Toward Speed and Simplicity: Creating a Software Library for Graph Analytics
August 2015 • Podcast
In this podcast, Scott McMillan and Eric Werner of the SEI's Emerging Technology Center discuss work to create a software library for graph analytics that would take advantage of more powerful heterogeneous supercomputers.
Software Engineering Institute
“In a supercomputer, you generally have lots of compute nodes, each with the dedicated memory bank. The graph analytics problem comes down to dividing the data across these nodes.
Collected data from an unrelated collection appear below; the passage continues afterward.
use std::collections::BTreeMap;

use serde::{Deserialize, Serialize};
use uuid::Uuid;

use super::lane::LaneId;
use super::sprint::{SprintId, Timeline};

pub type CardId = Uuid;

/// A planning item occupying one lane and a contiguous sprint range.
#[derive(Debug, Clone, PartialEq, Serialize, Deserialize)]
pub struct Card {
    pub id: CardId,
    pub name: String,
    /// `None` keeps the card out of the grid, in the unassigned pool.
    pub lane_id: Option<LaneId>,
    pub start_sprint: SprintId,
    pub end_sprint: SprintId,
    /// Tie-break among cards sharing a cell; lower sorts first.
    #[serde(default)]
    pub order: i64,
    /// Tags, status and whatever else collaborators attach. Not used for
    /// placement.
    #[serde(default, skip_serializing_if = "BTreeMap::is_empty")]
    pub metadata: BTreeMap<String, serde_json::Value>,
}

impl Card {
    pub fn new(
        name: impl Into<String>,
        lane_id: Option<LaneId>,
        start_sprint: SprintId,
        end_sprint: SprintId,
    ) -> Self {
        Self {
            id: Uuid::new_v4(),
            name: name.into(),
            lane_id,
            start_sprint,
            end_sprint,
            order: 0,
            metadata: BTreeMap::new(),
        }
    }

    /// Start and end sprint indices, if both sprints exist.
    pub fn indices(&self, timeline: &Timeline) -> Option<(usize, usize)> {
        Some((
            timeline.index_of(self.start_sprint)?,
            timeline.index_of(self.end_sprint)?,
        ))
    }

    /// Number of sprints covered.
    pub fn span(&self, timeline: &Timeline) -> Option<usize> {
        self.indices(timeline)
            .map(|(s, e)| e.saturating_sub(s) + 1)
    }
}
It doesn’t prevent traversal from one node to the next.”
High performance computing is now central to the federal government and industry as evidenced by the shift from single-core and multi-core or homogeneous central processing units, also known as CPUs, to many core and heterogeneous systems that also include other types of processors like graphics processing units, also known as GPUs.
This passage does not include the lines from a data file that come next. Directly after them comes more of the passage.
use std::collections::{BTreeMap, BTreeSet, HashMap};

use tracing::{debug, warn};

use super::intent::MutationIntent;
use crate::model::{Board, Card, CardId, Lane, Sprint};

/// Something a mutation can touch, for staleness and rollback bookkeeping.
#[derive(Debug, Clone, Copy, PartialEq, Eq, Hash, PartialOrd, Ord)]
pub enum EntityKey {
    Card(CardId),
    Timeline,
    Lanes,
}

/// The last state of one entity before an unconfirmed mutation touched it.
#[derive(Debug, Clone, PartialEq)]
pub enum Restore {
    /// `None` means the card did not exist.
    Card(CardId, Option<Card>),
    Timeline(Vec<Sprint>),
    Lanes(Vec<Lane>),
}

impl Restore {
    pub fn key(&self) -> EntityKey {
        match self {
            Restore::Card(id, _) => EntityKey::Card(*id),
            Restore::Timeline(_) => EntityKey::Timeline,
            Restore::Lanes(_) => EntityKey::Lanes,
        }
    }

    pub fn apply(self, board: &mut Board) {
        match self {
            Restore::Card(_, Some(card)) => board.cards.insert(card),
            Restore::Card(id, None) => {
                board.cards.remove(id);
            }
            Restore::Timeline(sprints) => board.timeline.replace(sprints),
            Restore::Lanes(lanes) => board.lanes.replace(lanes),
        }
    }
}

/// Pre-mutation copies of everything a mutation is about to touch.
#[derive(Debug, Clone, Default, PartialEq)]
pub struct Snapshot {
    parts: BTreeMap<EntityKey, Restore>,
}

impl Snapshot {
    pub fn new() -> Self {
        Self::default()
    }

    pub fn card(mut self, board: &Board, id: CardId) -> Self {
        self.parts
            .entry(EntityKey::Card(id))
            .or_insert_with(|| Restore::Card(id, board.cards.get(id).cloned()));
        self
    }

    pub fn cards(self, board: &Board, ids: impl IntoIterator<Item = CardId>) -> Self {
        ids.into_iter().fold(self, |snap, id| snap.card(board, id))
    }

    pub fn timeline(mut self, board: &Board) -> Self {
        self.parts
            .entry(EntityKey::Timeline)
            .or_insert_with(|| Restore::Timeline(board.timeline.sprints().to_vec()));
        self
    }

    pub fn lanes(mut self, board: &Board) -> Self {
        self.parts
            .entry(EntityKey::Lanes)
            .or_insert_with(|| Restore::Lanes(board.lanes.lanes().to_vec()));
        self
    }

    /// Everything `intent` is about to touch on `board`.
    pub fn touching(self, board: &Board, intent: &MutationIntent) -> Self {
        match intent {
            MutationIntent::MoveCard { card, .. }
            | MutationIntent::ResizeCardSpan { card, .. }
            | MutationIntent::ReorderCard { card, .. }
            | MutationIntent::RenameCard { card, .. }
            | MutationIntent::DeleteCard { card } => self.card(board, *card),
            MutationIntent::CreateCard { card } => self.card(board, card.id),
            MutationIntent::ResizeSprint { .. }
            | MutationIntent::SetSprintDate { .. }
            | MutationIntent::CreateSprint { .. }
            | MutationIntent::RenameSprint { .. } => self.timeline(board),
            MutationIntent::RemoveSprint { sprint, .. } => {
                let ids: Vec<CardId> = board
                    .cards
                    .cards()
                    .iter()
                    .filter(|c| c.start_sprint == *sprint || c.end_sprint == *sprint)
                    .map(|c| c.id)
                    .collect();
                self.timeline(board).cards(board, ids)
            }
            MutationIntent::CreateLane { .. }
            | MutationIntent::RenameLane { .. }
            | MutationIntent::ReorderLanes { .. } => self.lanes(board),
            MutationIntent::RemoveLane { lane } => {
                let ids: Vec<CardId> = board.cards.in_lane(*lane).map(|c| c.id).collect();
                self.lanes(board).cards(board, ids)
            }
        }
    }

    /// The same entities, copied again from `board`.
    pub fn recapture(&self, board: &Board) -> Self {
        self.keys().fold(Snapshot::new(), |snap, key| match key {
            EntityKey::Card(id) => snap.card(board, id),
            EntityKey::Timeline => snap.timeline(board),
            EntityKey::Lanes => snap.lanes(board),
        })
    }

    pub fn keys(&self) -> impl Iterator<Item = EntityKey> + '_ {
        self.parts.keys().copied()
    }

    pub fn is_empty(&self) -> bool {
        self.parts.is_empty()
    }
}

/// Optimistic mutations the store has not confirmed yet.
#[derive(Debug, Default)]
pub struct Ledger {
    pending: BTreeMap<u64, Pending>,
    latest: HashMap<EntityKey, u64>,
}

#[derive(Debug)]
struct Pending {
    snapshot: Snapshot,
    intent: MutationIntent,
}

impl Ledger {
    pub fn record(&mut self, seq: u64, snapshot: Snapshot, intent: MutationIntent) {
        for key in snapshot.keys() {
            self.latest.insert(key, seq);
        }
        self.pending.insert(seq, Pending { snapshot, intent });
    }

    pub fn is_pending(&self, seq: u64) -> bool {
        self.pending.contains_key(&seq)
    }

    pub fn pending_count(&self) -> usize {
        self.pending.len()
    }

    /// Number of entities with a mutation still in flight.
    pub fn tracked_count(&self) -> usize {
        self.latest.len()
    }

    /// Whether no later mutation has been issued for `key`. Authoritative
    /// data from an older response would overwrite newer local state.
    pub fn is_latest(&self, seq: u64, key: EntityKey) -> bool {
        self.latest.get(&key).map_or(true, |latest| *latest <= seq)
    }

    pub fn confirm(&mut self, seq: u64) {
        if let Some(done) = self.pending.remove(&seq) {
            self.release(seq, &done.snapshot);
        }
    }

    /// Roll a refused mutation back on `board`.
    ///
    /// Its snapshot is restored at once. Newer pending mutations that
    /// touched the same entities were applied on top of the refused change,
    /// so they are replayed onto the restored state and their snapshots
    /// re-taken. Returns the sequence numbers that could not be replayed;
    /// the store will refuse those too.
    pub fn fail(&mut self, seq: u64, board: &mut Board) -> Vec<u64> {
        let Some(failed) = self.pending.remove(&seq) else {
            return Vec::new();
        };
        self.release(seq, &failed.snapshot);
        let mut dirty: BTreeSet<EntityKey> = failed.snapshot.keys().collect();
        for part in failed.snapshot.parts.into_values() {
            debug!(seq, key = ?part.key(), "restoring");
            part.apply(board);
        }

        let mut dropped = Vec::new();
        for (&later, entry) in self.pending.range_mut(seq + 1..) {
            if !entry.snapshot.keys().any(|key| dirty.contains(&key)) {
                continue;
            }
            entry.snapshot = entry.snapshot.recapture(board).touching(board, &entry.intent);
            for key in entry.snapshot.keys() {
                dirty.insert(key);
                let latest = self.latest.entry(key).or_insert(later);
                *latest = (*latest).max(later);
            }
            match entry.intent.apply_to(board) {
                Ok(_) => debug!(seq, later, label = entry.intent.label(), "replayed over rollback"),
                Err(error) => {
                    warn!(seq, later, label = entry.intent.label(), %error, "could not replay over rollback");
                    dropped.push(later);
                }
            }
        }
        dropped
    }

    fn release(&mut self, seq: u64, snapshot: &Snapshot) {
        for key in snapshot.keys() {
            if self.latest.get(&key) == Some(&seq) {
                self.latest.remove(&key);
            }
        }
    }
}

#[cfg(test)]
mod tests {
    use super::*;
    use chrono::NaiveDate;
    use egui::Color32;

    fn board() -> Board {
        Board::sample(NaiveDate::from_ymd_opt(2025, 5, 5).unwrap())
    }

    /// Snapshot, record and apply an intent the way the planner does.
    fn commit(ledger: &mut Ledger, board: &mut Board, seq: u64, intent: MutationIntent) {
        let snapshot = Snapshot::new().touching(board, &intent);
        intent.apply_to(board).unwrap();
        ledger.record(seq, snapshot, intent);
    }

    #[test]
    fn failure_restores_snapshot() {
        let mut b = board();
        let id = b.cards.cards()[0].id;
        let before = b.cards.get(id).cloned();
        let mut ledger = Ledger::default();
        commit(&mut ledger, &mut b, 1, MutationIntent::DeleteCard { card: id });
        assert!(b.cards.get(id).is_none());

        assert!(ledger.fail(1, &mut b).is_empty());
        assert_eq!(b.cards.get(id).cloned(), before);
        assert_eq!(ledger.pending_count(), 0);
    }

    #[test]
    fn newer_mutation_is_replayed_over_rollback() {
        let mut b = board();
        let before = b.lanes.clone();
        let lane = b.lanes.ids()[0];
        let card = b.cards.cards()[0].id;
        let mut ledger = Ledger::default();
        let phantom = uuid::Uuid::new_v4();
        commit(
            &mut ledger,
            &mut b,
            1,
            MutationIntent::CreateLane {
                lane: phantom,
                name: "Phantom".into(),
                color: Color32::GOLD,
            },
        );
        commit(&mut ledger, &mut b, 2, MutationIntent::RenameLane { lane, name: "Core".into() });
        commit(&mut ledger, &mut b, 3, MutationIntent::RenameCard { card, name: "Kept".into() });

        assert!(ledger.fail(1, &mut b).is_empty());
        assert!(b.lanes.find(phantom).is_none());
        assert_eq!(b.lanes.len(), before.len());
        assert_eq!(b.lanes.find(lane).unwrap().name, "Core");
        assert_eq!(b.cards.get(card).unwrap().name, "Kept");
        assert!(ledger.is_latest(2, EntityKey::Lanes));

        // The re-taken snapshot no longer holds the refused lane.
        ledger.fail(2, &mut b);
        assert_eq!(b.lanes, before);
    }

    #[test]
    fn replay_that_depends_on_the_refused_change_is_reported() {
        let mut b = board();
        let mut ledger = Ledger::default();
        let phantom = uuid::Uuid::new_v4();
        commit(
            &mut ledger,
            &mut b,
            1,
            MutationIntent::CreateLane {
                lane: phantom,
                name: "Phantom".into(),
                color: Color32::GOLD,
            },
        );
        commit(
            &mut ledger,
            &mut b,
            2,
            MutationIntent::RenameLane {
                lane: phantom,
                name: "Ghost".into(),
            },
        );

        assert_eq!(ledger.fail(1, &mut b), vec![2]);
        assert!(b.lanes.find(phantom).is_none());
        assert!(ledger.is_pending(2));
    }

    #[test]
    fn resolved_entities_are_forgotten() {
        let mut b = board();
        let lane = b.lanes.ids()[1];
        let card = b.cards.cards()[0].id;
        let mut ledger = Ledger::default();
        commit(&mut ledger, &mut b, 1, MutationIntent::RenameLane { lane, name: "A".into() });
        commit(&mut ledger, &mut b, 2, MutationIntent::RenameCard { card, name: "B".into() });
        commit(&mut ledger, &mut b, 3, MutationIntent::RenameLane { lane, name: "C".into() });
        assert_eq!(ledger.tracked_count(), 2);

        ledger.confirm(1);
        assert!(!ledger.is_latest(1, EntityKey::Lanes));
        ledger.confirm(2);
        ledger.fail(3, &mut b);
        assert_eq!(ledger.tracked_count(), 0);
        assert_eq!(ledger.pending_count(), 0);
    }
}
In this podcast, Scott McMillan and Eric Werner of the SEI’s Emerging Technology Center discuss work to create a software library for graph analytics that would take advantage of these more powerful heterogeneous supercomputers to perform graph analytics at larger scales and more quickly, while making them simpler to program. Graph analytics are more complex, and thus, more difficult to program. These algorithms are used in the DoD-mission applications including intelligence analysis, knowledge representation and reasoning in autonomous systems, cyber intelligence and security, routing planning, and logistics optimization.
About the Speaker
Scott McMillan joined the SEI Emerging Technology Center in May 2013 as a senior software developer, bringing with him more than 20 years of experience in high-performance computing across a wide range of application areas including scientific computing, 2D/3D geographic information systems, and very large-scale database systems. Previously he worked at Raytheon where he contributed to a wide range of projects from cybersecurity, wireless communications, embedded systems, and Windows-device drivers research. Prior to that he worked at General Dynamics Advanced Information Systems where he led the design and development of database systems.
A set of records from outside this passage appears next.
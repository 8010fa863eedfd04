#![cfg_attr(not(debug_assertions), windows_subsystem = "windows")]

mod app;
mod ui;

use roadmap_grid::config::{Config, Paths};
use roadmap_grid::logging;
use tracing::{info, warn};

fn main() -> eframe::Result<()> {
    let (paths, discovered) = match Paths::discover() {
        Ok(paths) => (paths, None),
        Err(e) => (Paths::local(), Some(e)),
    };
    let _guard = logging::init(&paths.log_dir);
    if let Some(e) = discovered {
        warn!(%e, "no platform config directory, using the working directory");
    }
    let config = Config::load_or_default(&paths.config_file);
    info!(
        version = env!("CARGO_PKG_VERSION"),
        config = %paths.config_file.display(),
        "starting roadmap grid"
    );

    let options = eframe::NativeOptions {
        viewport: egui::ViewportBuilder::default()
            .with_inner_size([1280.0, 720.0])
            .with_min_inner_size([800.0, 400.0])
            .with_title("Roadmap Grid"),
        ..Default::default()
    };

    eframe::run_native(
        "Roadmap Grid",
        options,
        Box::new(move |cc| Ok(Box::new(app::RoadmapApp::new(cc, config, paths)))),
    )
}
pub mod board_canvas;
pub mod dialogs;
pub mod pool;
pub mod theme;
pub mod toolbar;
use chrono::NaiveDate;
use egui::{Color32, Pos2};
use roadmap_grid::geometry::{GridGeometry, GridMetrics, SizeOverrides};
use roadmap_grid::model::{Board, Card, CardId, LaneId, Timeline};

fn start() -> NaiveDate {
    NaiveDate::from_ymd_opt(2025, 6, 2).unwrap()
}

struct Fixture {
    board: Board,
    lanes: Vec<LaneId>,
}

fn fixture() -> Fixture {
    let mut board = Board::new("test");
    board.timeline = Timeline::with_cadence(start(), 4, 14);
    let lanes = vec![
        board.lanes.append("Backend", Color32::BLUE),
        board.lanes.append("Frontend", Color32::GREEN),
    ];
    Fixture { board, lanes }
}

impl Fixture {
    fn add(&mut self, name: &str, lane: usize, from: usize, to: usize) -> CardId {
        let t = &self.board.timeline;
        let card = Card::new(name, Some(self.lanes[lane]), t.id_at(from).unwrap(), t.id_at(to).unwrap());
        self.board.add_card(card)
    }
}

#[test]
fn deleting_a_lane_pools_its_cards() {
    let mut f = fixture();
    let a = f.add("a", 0, 0, 1);
    let b = f.add("b", 0, 2, 2);
    let c = f.add("c", 1, 0, 0);

    let moved = f.board.remove_lane(f.lanes[0]).unwrap();

    assert_eq!(moved.len(), 2);
    let pool: Vec<CardId> = f.board.cards.unassigned().iter().map(|c| c.id).collect();
    assert!(pool.contains(&a) && pool.contains(&b));
    assert_eq!(f.board.cards.get(c).unwrap().lane_id, Some(f.lanes[1]));
    // Sprint references survive so the card can be placed again.
    assert_eq!(f.board.cards.get(a).unwrap().span(&f.board.timeline), Some(2));
}

#[test]
fn removed_sprint_hands_cards_to_the_following_one() {
    let mut f = fixture();
    let s1 = f.board.timeline.id_at(1).unwrap();
    let s2 = f.board.timeline.id_at(2).unwrap();
    let s3 = f.board.timeline.id_at(3).unwrap();
    let inside = f.add("inside", 0, 1, 1);
    let ending = f.add("ending", 1, 0, 1);
    let last = f.add("last", 0, 3, 3);

    let (target, affected) = f.board.remove_sprint(s1).unwrap();
    assert_eq!(target, Some(s2));
    assert_eq!(affected.len(), 2);
    let card = f.board.cards.get(inside).unwrap();
    assert_eq!((card.start_sprint, card.end_sprint), (s2, s2));
    assert_eq!(f.board.cards.get(ending).unwrap().end_sprint, s2);

    // With nothing after it, the last sprint falls back to the previous.
    let (target, _) = f.board.remove_sprint(s3).unwrap();
    assert_eq!(target, Some(s2));
    assert_eq!(f.board.cards.get(last).unwrap().start_sprint, s2);
}

#[test]
fn stacking_is_deterministic() {
    let mut f = fixture();
    let wide = f.add("wide", 0, 0, 2);
    let first = f.add("first", 0, 0, 0);
    let second = f.add("second", 0, 0, 0);

    let overrides = SizeOverrides::default();
    let metrics = GridMetrics::default();
    let geo = GridGeometry::new(&f.board, &overrides, &metrics, Pos2::ZERO);
    let cell = f.board.cards.cell(f.lanes[0], 0, &f.board.timeline);
    assert_eq!(cell.multi.len(), 1);
    assert_eq!(
        cell.single.iter().map(|c| c.id).collect::<Vec<_>>(),
        vec![first, second]
    );

    let w = geo.card_rect(wide).unwrap();
    let a = geo.card_rect(first).unwrap();
    let b = geo.card_rect(second).unwrap();
    assert!(w.bottom() <= a.top());
    assert!(a.bottom() < b.top());
    assert_eq!(a.top() - w.top(), metrics.multi_span_offset);
    assert_eq!(b.top() - a.top(), metrics.card_height + metrics.card_gap);
    // Multi-sprint cards stretch across their sprints.
    assert!((w.width() - (3.0 * metrics.sprint_width - 2.0 * metrics.cell_padding)).abs() < 0.01);

    // Same board, same layout.
    let again = GridGeometry::new(&f.board, &overrides, &metrics, Pos2::ZERO);
    assert_eq!(again.card_rect(second), Some(b));
}

#[test]
fn moved_card_goes_to_bottom_of_target_cell() {
    let mut f = fixture();
    let resident = f.add("resident", 1, 2, 2);
    let mover = f.add("mover", 0, 0, 0);
    let s2 = f.board.timeline.id_at(2).unwrap();

    f.board.move_card(mover, f.lanes[1], s2, s2).unwrap();

    let cell = f.board.cards.cell(f.lanes[1], 2, &f.board.timeline);
    assert_eq!(cell.ordered_ids(), vec![resident, mover]);
    assert!(f.board.cards.cell(f.lanes[0], 0, &f.board.timeline).is_empty());
}

#[test]
fn reorder_renumbers_only_the_cell() {
    let mut f = fixture();
    let a = f.add("a", 0, 1, 1);
    let b = f.add("b", 0, 1, 1);
    let c = f.add("c", 0, 1, 1);
    let elsewhere = f.add("elsewhere", 1, 1, 1);
    let before = f.board.cards.get(elsewhere).unwrap().order;

    let changed = f.board.cards.reorder_in_cell(c, 0, &f.board.timeline).unwrap();

    assert_eq!(changed.len(), 3);
    let cell = f.board.cards.cell(f.lanes[0], 1, &f.board.timeline);
    assert_eq!(cell.ordered_ids(), vec![c, a, b]);
    assert_eq!(f.board.cards.get(elsewhere).unwrap().order, before);
}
Eric Werner is the technical director and chief architect for the SEI Emerging Technology Center where he sets the technical direction of the center in the areas of software development, high-performance computing, cloud computing, and data analytics. Werner has more than 15 years of professional software development experience, primarily focused on delivering global, mission-critical software systems. Prior to joining the SEI, he was the lead architect and systems engineer for the United States Army’s Command and Control System with General Dynamics C4 Systems.